**What is required:**
Among the records below, find the lines that contain "blocks" and copy each of them.

━━━━━━━━━━━━━━━━━━━━━━━━━━━━━━

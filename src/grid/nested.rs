//! Middle grid layer with lazily allocated sub-blocks.

use super::flat::FlatGrid;
use super::{from_flat_index, to_flat_index};
use crate::core::VoxelCoord;

/// Meta cells per dimension as a power of two.
const BITS: u32 = 3;

/// Total meta-cell count.
const META_CELL_COUNT: usize = 1 << (3 * BITS);

/// An 8x8x8 arrangement of [`FlatGrid`] sub-blocks.
///
/// Sub-blocks are allocated on the first mutable access into their range;
/// a read through an unallocated slot costs nothing and reports the cell as
/// default. Local indices run from 0 to 63 per dimension.
#[derive(Debug)]
pub struct NestedGrid<V> {
    meta_cells: Vec<Option<Box<FlatGrid<V>>>>,
}

impl<V: Default + PartialEq> NestedGrid<V> {
    /// Cells per dimension.
    pub const EXTENT: i32 = FlatGrid::<V>::EXTENT << BITS;

    /// Create a grid with no sub-blocks allocated.
    pub fn new() -> Self {
        Self {
            meta_cells: std::iter::repeat_with(|| None).take(META_CELL_COUNT).collect(),
        }
    }

    /// Value stored at `index`, or `None` if the cell has never been
    /// written (its sub-block does not exist).
    pub fn get(&self, index: VoxelCoord) -> Option<&V> {
        let meta = Self::meta_index(index);
        let cell = self.meta_cells[to_flat_index(meta, BITS)].as_ref()?;
        Some(cell.get(index - meta * FlatGrid::<V>::EXTENT))
    }

    /// Mutable access to the cell at `index`, allocating its sub-block if
    /// necessary. The reference stays valid until this grid is dropped.
    pub fn get_mut(&mut self, index: VoxelCoord) -> &mut V {
        let meta = Self::meta_index(index);
        let flat = to_flat_index(meta, BITS);
        let cell = self.meta_cells[flat].get_or_insert_with(Box::default);
        cell.get_mut(index - meta * FlatGrid::<V>::EXTENT)
    }

    /// Iterate over all non-default cells, composing the z-major meta
    /// traversal with each sub-block's iteration order.
    pub fn iter(&self) -> impl Iterator<Item = (VoxelCoord, &V)> + '_ {
        self.meta_cells
            .iter()
            .enumerate()
            .filter_map(|(flat, slot)| slot.as_ref().map(|cell| (flat, cell)))
            .flat_map(|(flat, cell)| {
                let base = from_flat_index(flat, BITS) * FlatGrid::<V>::EXTENT;
                cell.iter().map(move |(inner, value)| (base + inner, value))
            })
    }

    /// Meta index of the sub-block containing `index`.
    #[inline]
    fn meta_index(index: VoxelCoord) -> VoxelCoord {
        let meta = index.div_floor_nonneg(FlatGrid::<V>::EXTENT);
        debug_assert!(
            meta.x < (1 << BITS) && meta.y < (1 << BITS) && meta.z < (1 << BITS),
            "index {:?} out of range",
            index
        );
        meta
    }
}

impl<V: Default + PartialEq> Default for NestedGrid<V> {
    fn default() -> Self {
        Self::new()
    }
}

#[cfg(test)]
mod tests {
    use super::*;

    #[test]
    fn test_unwritten_cells_read_as_absent() {
        let grid: NestedGrid<i32> = NestedGrid::new();
        assert_eq!(grid.get(VoxelCoord::new(0, 0, 0)), None);
        assert_eq!(grid.get(VoxelCoord::new(63, 63, 63)), None);
    }

    #[test]
    fn test_write_allocates_only_one_sub_block() {
        let mut grid: NestedGrid<i32> = NestedGrid::new();
        *grid.get_mut(VoxelCoord::new(9, 0, 0)) = 5;

        // Same sub-block: present (default-valued). Different sub-block:
        // still unallocated.
        assert_eq!(grid.get(VoxelCoord::new(9, 0, 0)), Some(&5));
        assert_eq!(grid.get(VoxelCoord::new(8, 1, 2)), Some(&0));
        assert_eq!(grid.get(VoxelCoord::new(16, 0, 0)), None);
    }

    #[test]
    fn test_iter_yields_grid_local_coordinates() {
        let mut grid: NestedGrid<i32> = NestedGrid::new();
        *grid.get_mut(VoxelCoord::new(9, 0, 0)) = 1;
        *grid.get_mut(VoxelCoord::new(0, 10, 62)) = 2;

        let cells: Vec<(VoxelCoord, i32)> = grid.iter().map(|(c, v)| (c, *v)).collect();

        assert_eq!(
            cells,
            vec![
                (VoxelCoord::new(9, 0, 0), 1),
                (VoxelCoord::new(0, 10, 62), 2),
            ]
        );
    }

    #[test]
    fn test_iter_order_follows_meta_then_inner() {
        let mut grid: NestedGrid<i32> = NestedGrid::new();
        // Two cells in the same sub-block plus one in a later meta cell.
        *grid.get_mut(VoxelCoord::new(1, 1, 0)) = 2;
        *grid.get_mut(VoxelCoord::new(7, 0, 0)) = 1;
        *grid.get_mut(VoxelCoord::new(8, 0, 0)) = 3;

        let order: Vec<i32> = grid.iter().map(|(_, v)| *v).collect();
        assert_eq!(order, vec![1, 2, 3]);
    }
}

━━━━━━━━━━━━━━━━━━━━━━━━━━━━━━

**Response:**
//! Middle grid layer with lazily allocated sub-blocks.
/// An 8x8x8 arrangement of [`FlatGrid`] sub-blocks.
/// Sub-blocks are allocated on the first mutable access into their range;
    /// Create a grid with no sub-blocks allocated.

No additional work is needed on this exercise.